# You can easily get started with Excel. Python data analysis package pandas (2): advanced filtering (2)

2021-08-23 04:46:59

Series articles ：

Preface

I often listen to others Python How powerful in the data field , As a result, I studied for a long time , Even data processing is a death of trouble . Only later , It's not Python Data processing is powerful , But he has a data analysis artifact —— pandas .

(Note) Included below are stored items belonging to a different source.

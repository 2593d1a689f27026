//! Blocking HTTP downloads for streaming consumers.
//!
//! # Architecture
//!
//! - [`HttpClient`] - Transport abstraction, one `get` per download
//! - [`Fetcher`] - Status checking on top of a client
//! - [`name`] - Output file name inference from response metadata
//!
//! Bodies are handed back unread as [`std::io::Read`] streams; nothing is
//! buffered or written to disk here.

mod client;
mod error;
mod fetcher;
pub mod name;

pub use client::{HttpClient, Response};
pub use error::{FetchError, Result};
pub use fetcher::{Download, Fetcher};
pub use name::infer_name;

#[cfg(feature = "reqwest")]
pub use client::ReqwestClient;
/// Whether `window[at..]` holds a descriptor for `written` earlier bytes
/// plus `window[..at]`.
fn descriptor_at(window: &[u8], at: usize, crc: &Crc, written: u64, zip64: bool) -> bool {
    let raw = &window[at..];
    if !raw.starts_with(DESCRIPTOR_SIG) {
        return false;
    }
    let descriptor = Descriptor::parse(raw, zip64);
    let size = written + at as u64;
    if !size_matches(descriptor.compressed, size, zip64)
        || !size_matches(descriptor.uncompressed, size, zip64)
    {
        return false;
    }

    let mut tail = Crc::new();
    tail.update(&window[..at]);
    let mut whole = Crc::new();
    whole.combine(crc);
    whole.combine(&tail);
    whole.sum() == descriptor.crc
}

impl<R: Read> EntrySource for ZipSource<R> {
    type Reader<'a>
        = ZipMember<'a, R>
    where
        Self: 'a;

    fn next_entry(&mut self) -> Option<Result<PendingEntry<Self::Reader<'_>>>> {
        match self.has_trailing_descriptor() {
            Ok(true) => Some(self.streamed_entry()),
            Ok(false) => self.sized_entry(),
            Err(e) => Some(Err(Error::from_read(Layer::Zip, e))),
        }
    }

    fn format(&self) -> ArchiveFormat {
        ArchiveFormat::Zip
    }
}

Followed by the advanced screening in the previous article , But the example in the previous article is too simple , It's a little difficult this time .

data

Continue to use the data in the previous article ：

• - An examination report form of a school (8 Academic achievements )

pandas Need to load Excel data , as follows ：

Complex filtering

" People who are above the grade average ",Excel The condition area settings for advanced filtering are as follows ：

• - This time you need to use the function formula in the condition value
• - =K2>AVERAGE(K:K) , You can imagine ,Excel Will traverse each line , Ergodic time , I'll put... In the function formula K2 , Replace... With the value of the current line

pandas The implementation idea is the same , as follows ：

The above requirements are still a little simple , More stuff .

" A school whose total score is higher than the average score of its class ",Excel The condition area settings for advanced filtering are as follows ：

• - You can't simply use AVERAGE , This is because we need to be based on class Get the average score of the class , This use AVERAGEIF(B:B,B2,K:K)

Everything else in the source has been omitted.